EscucharEn marzo del 2022 se aprobó la Ley del cannabis para uso medicinal y terapéutico y del cáñamo para uso alimentario e industrial. Desde ese momento, las autoridades se confundieron en el sentido de que fueron autorizadas dos industrias diferentes: la de cáñamo para uso alimentario e industrial y la del cannabis para uso medicinal y terapéutico.
En referencia a la primera industria, se emitieron las normas sobre genética, siembra y procesamiento, en el entendido de que el procesamiento y la manufactura de los productos implican regulaciones específicas.
No es lo mismo procesar y manufacturar productos de plástico, papel o textiles a base de fibra de cáñamo (que nadie come, frota o fuma) que elaborar aceites para consumo humano. La regulación básica ha sido emitida. Para mi gusto, debe regularse con más detalle el transporte y la verificación del porcentaje de THC de una manera más estricta.

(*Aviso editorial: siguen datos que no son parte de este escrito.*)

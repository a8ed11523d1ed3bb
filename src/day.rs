use std::fmt;

use chrono::{DateTime, NaiveDate, Utc};
use serde::{Deserialize, Serialize};

use crate::error::CoreError;

/// A UTC calendar day. The only way in from upstream data is
/// [`Day::from_timestamp`], so a `Day` is normalized by construction and
/// re-normalizing is not expressible.
#[derive(Debug, Clone, Copy, PartialEq, Eq, PartialOrd, Ord, Hash, Serialize, Deserialize)]
#[serde(transparent)]
pub struct Day(NaiveDate);

impl Day {
  /// Normalize an ISO-8601 UTC timestamp (e.g. `2024-01-31T12:34:56Z`, with
  /// or without fractional seconds) to its UTC calendar day.
  pub fn from_timestamp(ts: &str) -> Result<Self, CoreError> {
    let dt = DateTime::parse_from_rfc3339(ts).map_err(|_| CoreError::MalformedTimestamp(ts.to_string()))?;
    Ok(Day(dt.with_timezone(&Utc).date_naive()))
  }

  /// Parse a configured day. Accepts `DD-MM-YYYY` (the format existing config
  /// files use) and ISO `YYYY-MM-DD`.
  pub fn parse_config(s: &str) -> Result<Self, CoreError> {
    NaiveDate::parse_from_str(s, "%d-%m-%Y")
      .or_else(|_| NaiveDate::parse_from_str(s, "%Y-%m-%d"))
      .map(Day)
      .map_err(|_| CoreError::MalformedTimestamp(s.to_string()))
  }

  pub fn from_ymd(year: i32, month: u32, day: u32) -> Option<Self> {
    NaiveDate::from_ymd_opt(year, month, day).map(Day)
  }

  /// The next calendar day.
  pub fn succ(self) -> Self {
    // NaiveDate covers +/- ~262000 years; the sprint domain never reaches it.
    Day(self.0.succ_opt().expect("calendar overflow"))
  }

  /// Whole days from `self` to `other` (negative when `other` is earlier).
  pub fn days_until(self, other: Self) -> i64 {
    (other.0 - self.0).num_days()
  }
}

impl fmt::Display for Day {
  fn fmt(&self, f: &mut fmt::Formatter<'_>) -> fmt::Result {
    write!(f, "{}", self.0.format("%Y-%m-%d"))
  }
}
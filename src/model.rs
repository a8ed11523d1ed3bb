// === Module Header (agents-tooling) START ===
// header: Parsed by scripts/check_module_headers.sh for purpose/role presence; keep keys on single-line entries.
// purpose: Define the typed GraphQL response shapes and the core Issue snapshot, plus the one-way conversion between them
// role: model/types
// inputs: Raw project JSON (data.user.projectV2.items.nodes[])
// outputs: Issue snapshots with normalized Day fields; nodes that cannot be placed on a timeline are dropped
// invariants:
// - Issue.created_at is always present; absence is resolved at this boundary, never downstream
// - A present but unparseable timestamp is an error, not a drop
// - Sprint tags come from the field's number, falling back to a trailing integer in an iteration title
// errors: CoreError::MalformedTimestamp propagates; everything else is Option-shaped
// tie_breakers: contracts > orchestration > correctness > performance > minimal_diffs
// === Module Header END ===

use once_cell::sync::Lazy;
use serde::Deserialize;
use tracing::debug;

use crate::day::Day;
use crate::error::CoreError;

/// An issue as the core pipeline sees it: an immutable snapshot for one run.
#[derive(Debug, Clone, PartialEq, Eq)]
pub struct Issue {
  pub title: Option<String>,
  pub created_at: Day,
  pub closed_at: Option<Day>,
  pub labels: Vec<String>,
  pub sprint_tag: Option<i64>,
}

// --- Raw response shapes (GraphQL: data.user.projectV2.items.nodes) ---

#[derive(Debug, Deserialize)]
pub struct ProjectResponse {
  pub data: Option<ResponseData>,
}

#[derive(Debug, Deserialize)]
pub struct ResponseData {
  pub user: Option<UserNode>,
}

#[derive(Debug, Deserialize)]
pub struct UserNode {
  #[serde(rename = "projectV2")]
  pub project: Option<ProjectNode>,
}

#[derive(Debug, Deserialize)]
pub struct ProjectNode {
  pub items: ItemsNode,
}

#[derive(Debug, Deserialize)]
pub struct ItemsNode {
  #[serde(default)]
  pub nodes: Vec<ItemNode>,
}

#[derive(Debug, Deserialize)]
pub struct ItemNode {
  // Draft items and pull requests deserialize to None here.
  pub content: Option<ContentNode>,
  pub sprint: Option<SprintField>,
}

#[derive(Debug, Deserialize)]
pub struct ContentNode {
  pub title: Option<String>,
  #[serde(rename = "createdAt")]
  pub created_at: Option<String>,
  #[serde(rename = "closedAt")]
  pub closed_at: Option<String>,
  #[serde(default)]
  pub labels: LabelsNode,
}

#[derive(Debug, Deserialize, Default)]
pub struct LabelsNode {
  #[serde(default)]
  pub nodes: Vec<LabelNode>,
}

#[derive(Debug, Deserialize)]
pub struct LabelNode {
  pub name: String,
}

/// The project field carrying the sprint identifier. Number fields give us the
/// tag directly; iteration fields only expose a title like "Sprint 7".
#[derive(Debug, Deserialize)]
pub struct SprintField {
  pub number: Option<i64>,
  pub title: Option<String>,
}

impl SprintField {
  pub fn tag(&self) -> Option<i64> {
    static TRAILING_NUMBER: Lazy<regex::Regex> = Lazy::new(|| regex::Regex::new(r"(\d+)\s*$").unwrap());

    if let Some(n) = self.number {
      return Some(n);
    }

    self
      .title
      .as_deref()
      .and_then(|t| TRAILING_NUMBER.captures(t))
      .and_then(|c| c.get(1).unwrap().as_str().parse().ok())
  }
}

impl ItemNode {
  /// Convert one raw item into a core `Issue`. Returns `Ok(None)` for items
  /// that cannot be placed on a timeline (no content, no createdAt).
  pub fn into_issue(self) -> Result<Option<Issue>, CoreError> {
    let Some(content) = self.content else {
      debug!("dropping item without issue content");
      return Ok(None);
    };

    let Some(created_raw) = content.created_at else {
      debug!(title = content.title.as_deref(), "dropping issue without createdAt");
      return Ok(None);
    };

    let created_at = Day::from_timestamp(&created_raw)?;
    let closed_at = content.closed_at.as_deref().map(Day::from_timestamp).transpose()?;

    Ok(Some(Issue {
      title: content.title,
      created_at,
      closed_at,
      labels: content.labels.nodes.into_iter().map(|l| l.name).collect(),
      sprint_tag: self.sprint.and_then(|s| s.tag()),
    }))
  }
}

/// Reduce a full response to the issue set, dropping timeline-less items.
pub fn issues_from_response(resp: ProjectResponse) -> Result<Vec<Issue>, CoreError> {
  let nodes = resp
    .data
    .and_then(|d| d.user)
    .and_then(|u| u.project)
    .map(|p| p.items.nodes)
    .unwrap_or_default();

  let mut issues = Vec::with_capacity(nodes.len());

  for node in nodes {
    if let Some(issue) = node.into_issue()? {
      issues.push(issue);
    }
  }

  Ok(issues)
}
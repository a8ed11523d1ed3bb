// === Module Header (agents-tooling) START ===
// header: Parsed by scripts/check_module_headers.sh for purpose/role presence; keep keys on single-line entries.
// purpose: Provide nested JSON fetching via dotted paths for serde_json::Value
// role: extension/serde_json
// outputs: JsonFetch trait resolving "a.b.c" paths to Option<&Value>
// invariants: No panics; missing path segments yield None
// tie_breakers: contracts > orchestration > correctness > performance > minimal_diffs
// === Module Header END ===

/// Fetch nested values via dotted paths like `"data.user.projectV2"`.
pub trait JsonFetch {
  fn fetch(&self, path: &str) -> Option<&serde_json::Value>;
}

impl JsonFetch for serde_json::Value {
  fn fetch(&self, path: &str) -> Option<&serde_json::Value> {
    if path.is_empty() {
      return Some(self);
    }

    let mut cur = self;

    for key in path.split('.') {
      cur = cur.get(key)?;
    }

    Some(cur)
  }
}
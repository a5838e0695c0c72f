//! Utilidades JWT
//!
//! Este módulo contiene funciones helper para la emisión y
//! verificación de tokens JWT de sesión.

use jsonwebtoken::{decode, encode, DecodingKey, EncodingKey, Header, Validation};
use serde::{Deserialize, Serialize};
use uuid::Uuid;

use crate::utils::errors::AppError;

/// Claims del token de sesión
#[derive(Debug, Serialize, Deserialize)]
pub struct Claims {
    pub sub: String, // id del usuario
    pub rol: String,
    pub exp: usize, // expiración (timestamp)
    pub iat: usize, // emisión (timestamp)
}

/// Generar JWT token para un usuario
pub fn generar_token(
    usuario_id: Uuid,
    rol: &str,
    secreto: &str,
    expiracion_segundos: u64,
) -> Result<String, AppError> {
    let ahora = chrono::Utc::now();
    let expira = ahora + chrono::Duration::seconds(expiracion_segundos as i64);

    let claims = Claims {
        sub: usuario_id.to_string(),
        rol: rol.to_string(),
        exp: expira.timestamp() as usize,
        iat: ahora.timestamp() as usize,
    };

    let clave = EncodingKey::from_secret(secreto.as_ref());

    encode(&Header::default(), &claims, &clave)
        .map_err(|e| AppError::Interno(format!("Error generando token: {}", e)))
}

/// Verificar y decodificar un JWT token
pub fn verificar_token(token: &str, secreto: &str) -> Result<Claims, AppError> {
    let clave = DecodingKey::from_secret(secreto.as_ref());

    let datos = decode::<Claims>(token, &clave, &Validation::default())
        .map_err(|_| AppError::NoAutenticado("Token inválido o expirado".to_string()))?;

    Ok(datos.claims)
}
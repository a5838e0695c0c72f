//! Handlers de Clientes
//!
//! Este módulo maneja las operaciones CRUD para clientes.

use axum::{
    extract::{Path, State},
    http::StatusCode,
    routing::get,
    Json, Router,
};
use serde_json::{json, Value};

use crate::api::{parsear_id, JsonCuerpo};
use crate::models::cliente::{Cliente, ClienteCambios, ClientePayload};
use crate::state::AppState;
use crate::utils::errors::{no_encontrado, AppResult};

pub fn crear_router() -> Router<AppState> {
    Router::new()
        .route("/", get(listar_clientes).post(crear_cliente))
        .route(
            "/:id",
            get(obtener_cliente)
                .put(reemplazar_cliente)
                .patch(actualizar_cliente)
                .delete(eliminar_cliente),
        )
}

/// Listar todos los clientes
async fn listar_clientes(State(state): State<AppState>) -> AppResult<Json<Vec<Cliente>>> {
    Ok(Json(state.clientes.get_all().await))
}

/// Obtener un cliente por ID
async fn obtener_cliente(
    State(state): State<AppState>,
    Path(id): Path<String>,
) -> AppResult<Json<Cliente>> {
    let id = parsear_id(&id, "Cliente")?;
    let cliente = state
        .clientes
        .get_by_id(id)
        .await
        .ok_or_else(|| no_encontrado("Cliente"))?;
    Ok(Json(cliente))
}

/// Crear un nuevo cliente
async fn crear_cliente(
    State(state): State<AppState>,
    JsonCuerpo(datos): JsonCuerpo<ClientePayload>,
) -> AppResult<(StatusCode, Json<Value>)> {
    let cliente = state.clientes.add(Cliente::nuevo(datos)?).await?;
    Ok((
        StatusCode::CREATED,
        Json(json!({ "mensaje": "Cliente creado", "cliente": cliente })),
    ))
}

/// Reemplazar completamente un cliente (PUT): los campos opcionales
/// omitidos vuelven a su valor por defecto
async fn reemplazar_cliente(
    State(state): State<AppState>,
    Path(id): Path<String>,
    JsonCuerpo(datos): JsonCuerpo<ClientePayload>,
) -> AppResult<Json<Value>> {
    let id = parsear_id(&id, "Cliente")?;
    let anterior = state
        .clientes
        .get_by_id(id)
        .await
        .ok_or_else(|| no_encontrado("Cliente"))?;

    let mut reemplazo = Cliente::nuevo(datos)?;
    reemplazo.id = anterior.id;
    reemplazo.created_at = anterior.created_at;

    let actualizado = state
        .clientes
        .update(id, reemplazo)
        .await?
        .ok_or_else(|| no_encontrado("Cliente"))?;
    Ok(Json(
        json!({ "mensaje": "Cliente actualizado", "cliente": actualizado }),
    ))
}

/// Actualizar parcialmente un cliente (PATCH)
async fn actualizar_cliente(
    State(state): State<AppState>,
    Path(id): Path<String>,
    JsonCuerpo(cambios): JsonCuerpo<ClienteCambios>,
) -> AppResult<Json<Value>> {
    let id = parsear_id(&id, "Cliente")?;
    let mut cliente = state
        .clientes
        .get_by_id(id)
        .await
        .ok_or_else(|| no_encontrado("Cliente"))?;

    cliente.aplicar_cambios(cambios)?;

    let actualizado = state
        .clientes
        .update(id, cliente)
        .await?
        .ok_or_else(|| no_encontrado("Cliente"))?;
    Ok(Json(
        json!({ "mensaje": "Cliente actualizado parcialmente", "cliente": actualizado }),
    ))
}

/// Eliminar un cliente
async fn eliminar_cliente(
    State(state): State<AppState>,
    Path(id): Path<String>,
) -> AppResult<Json<Value>> {
    let id = parsear_id(&id, "Cliente")?;
    let eliminado = state
        .clientes
        .remove(id)
        .await?
        .ok_or_else(|| no_encontrado("Cliente"))?;
    Ok(Json(
        json!({ "mensaje": "Cliente eliminado", "cliente": eliminado }),
    ))
}
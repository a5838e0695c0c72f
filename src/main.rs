use anyhow::Result;
use std::net::SocketAddr;
use tokio::signal;
use tracing::{error, info};
use dotenvy::dotenv;

use eventify_backend::api;
use eventify_backend::config::EnvironmentConfig;
use eventify_backend::state::AppState;

#[tokio::main]
async fn main() -> Result<()> {
    // Cargar variables de entorno
    dotenv().ok();

    // Configurar logging
    tracing_subscriber::fmt()
        .with_env_filter(
            tracing_subscriber::EnvFilter::try_from_default_env()
                .unwrap_or_else(|_| "eventify_backend=debug,tower_http=info".into()),
        )
        .init();

    info!("🎉 Eventify - Backend de administración de eventos");
    info!("==================================================");

    let config = EnvironmentConfig::from_env();
    info!("📂 Directorio de datos: {}", config.data_dir.display());

    let state = match AppState::inicializar(config.clone()).await {
        Ok(state) => state,
        Err(e) => {
            error!("❌ Error inicializando el almacén de datos: {}", e);
            return Err(anyhow::anyhow!("Error de almacenamiento: {}", e));
        }
    };

    let app = api::crear_router(state);

    let addr: SocketAddr = config.server_addr().parse()?;
    info!("🌐 Servidor iniciando en http://{}", addr);
    info!("🔍 Endpoints disponibles:");
    info!("   GET  /salud - Health check");
    info!("🔐 Autenticación:");
    info!("   POST /api/auth/registro - Registrar usuario");
    info!("   POST /api/auth/login - Iniciar sesión");
    info!("   GET  /api/auth/logout - Cerrar sesión");
    info!("   GET  /api/auth/perfil - Perfil del usuario autenticado");
    info!("🗂️  Entidades (requieren sesión):");
    info!("   /api/clientes, /api/empleados, /api/eventos, /api/tareas");
    info!("   GET | POST sobre la colección; GET | PUT | PATCH | DELETE sobre /:id");
    info!("👤 Usuarios (solo administradores):");
    info!("   /api/usuarios - CRUD con borrado suave");

    let listener = tokio::net::TcpListener::bind(addr).await?;
    axum::serve(listener, app)
        .with_graceful_shutdown(shutdown_signal())
        .await
        .map_err(|e| {
            error!("❌ Error del servidor: {}", e);
            e
        })?;

    info!("👋 Servidor terminado");
    Ok(())
}

/// Señal de apagado graceful
async fn shutdown_signal() {
    let ctrl_c = async {
        signal::ctrl_c()
            .await
            .expect("failed to install Ctrl+C handler");
    };

    #[cfg(unix)]
    let terminate = async {
        signal::unix::signal(signal::unix::SignalKind::terminate())
            .expect("failed to install signal handler")
            .recv()
            .await;
    };

    #[cfg(not(unix))]
    let terminate = std::future::pending::<()>();

    tokio::select! {
        _ = ctrl_c => {
            info!("🛑 Señal Ctrl+C recibida, apagando servidor...");
        },
        _ = terminate => {
            info!("🛑 Señal de terminación recibida, apagando servidor...");
        },
    }
}
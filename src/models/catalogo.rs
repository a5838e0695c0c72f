//! Catálogo de tipos de tarea por área
//!
//! Mapa inmutable de área a los tipos de tarea permitidos. Se expone como
//! función de consulta pura; nunca se muta en tiempo de ejecución.

use std::collections::HashMap;

use lazy_static::lazy_static;

use crate::models::empleado::Area;
use crate::utils::errors::{AppError, AppResult};

lazy_static! {
    static ref TIPOS_POR_AREA: HashMap<Area, Vec<&'static str>> = {
        let mut catalogo = HashMap::new();
        catalogo.insert(
            Area::ProduccionYLogistica,
            vec![
                "Coordinación con proveedores",
                "Montaje de escenario o mobiliario",
                "Verificación técnica previa al evento",
            ],
        );
        catalogo.insert(
            Area::PlanificacionYFinanzas,
            vec![
                "Carga y control del presupuesto del evento",
                "Firma de contratos con clientes/proveedores",
                "Seguimiento del cronograma y fechas clave",
            ],
        );
        catalogo
    };
}

/// Tipos de tarea permitidos para un área; vacío si el área no tiene catálogo
pub fn tipos_permitidos(area: Area) -> &'static [&'static str] {
    TIPOS_POR_AREA
        .get(&area)
        .map(|tipos| tipos.as_slice())
        .unwrap_or(&[])
}

/// Validar que el tipo pertenezca al catálogo del área
pub fn validar_clasificacion(area: Area, tipo: &str) -> AppResult<()> {
    if tipos_permitidos(area).contains(&tipo) {
        return Ok(());
    }
    Err(AppError::Validacion(format!(
        "Tarea inválida para el área {}",
        area.as_str()
    )))
}

#[cfg(test)]
mod tests {
    use super::*;

    #[test]
    fn acepta_tipo_del_area() {
        assert!(validar_clasificacion(
            Area::ProduccionYLogistica,
            "Coordinación con proveedores"
        )
        .is_ok());
    }

    #[test]
    fn rechaza_tipo_de_otra_area() {
        // Tipo de Planificación y Finanzas usado en Producción y Logística
        assert!(validar_clasificacion(
            Area::ProduccionYLogistica,
            "Carga y control del presupuesto del evento"
        )
        .is_err());
    }

    #[test]
    fn area_sin_catalogo_no_admite_tipos() {
        assert!(tipos_permitidos(Area::AtencionAlCliente).is_empty());
        assert!(validar_clasificacion(Area::Administracion, "Cualquier tipo").is_err());
    }
}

Ya es posible sembrar, procesar, manufacturar y vender o exportar productos de cáñamo, como lo autoriza la ley.
En cuanto a la segunda industria, la de cannabis medicinal para uso terapéutico, el asunto es muchísimo más complejo. Los reglamentos del Ministerio de Salud modificaron la ley que pretende reglamentar de una manera flagrante, estableciendo un oligopolio por la vía del decreto.
La lógica del Ministerio de Salud es la siguiente: el cannabis es una medicina, la medicina la dispensan las farmacias y solo se pueden comercializar en establecimientos autorizados para vender medicinas. Por tanto, las medicinas son dispensadas por profesionales farmacéuticos.
La falsedad de la visión del Ministerio de Salud radica en que el cannabis medicinal no es una medicina. Las medicinas son productos que curan una enfermedad y, para demostrarlo, requieren pruebas clínicas en fase 1, 2, 3 y 4.
La producción de un medicamento demanda una inversión millonaria y aproximadamente 14 años de investigación hasta que pueda ser comercializado. El cannabis medicinal se vende en más de 50 países como un producto terapéutico, por lo cual no podría ser registrado como medicina, ya que no cumpliría con las regulaciones de registro de medicamentos de los países (incluida Costa Rica).
En los Estados Unidos, principal mercado de cannabis medicinal del mundo, solo existen dos medicinas a base de cannabis registradas en la FDA. Dejando claro este último punto, hay dos medicinas a base de cannabis registradas en la FDA, y el cannabis medicinal se vende en más de 30 estados como una solución terapéutica.
¿Cómo es que en Costa Rica una planta autorizada por una ley, que no es medicina (porque no cumple con los requisitos para serlo) ni se debe registrar como medicina, solo puede ser vendida en establecimientos que venden medicinas y son dispensadas por profesionales que recetan medicinas?
Esa pregunta se la he hecho a los personeros del Ministerio de Salud con insistencia y responden que “es una medicina”.
Mi explicación a esta licencia legislativa del Ministerio de Salud va en dos caminos:
- Existe una defensa gremial para que no se comercialicen productos terapéuticos fuera de la estructura tradicional de las medicinas, a la cual la ven como una disminución de sus posibilidades de trabajo o negocio.
- Existe un interés de las cadenas de farmacias en monopolizar la industria sin tener ningún asidero legal, más que unos artículos creativos incluidos en una norma de rango menor, como lo es un reglamento.
El autor es presidente de la Cámara Costarricense de Cáñamo y Cannabis.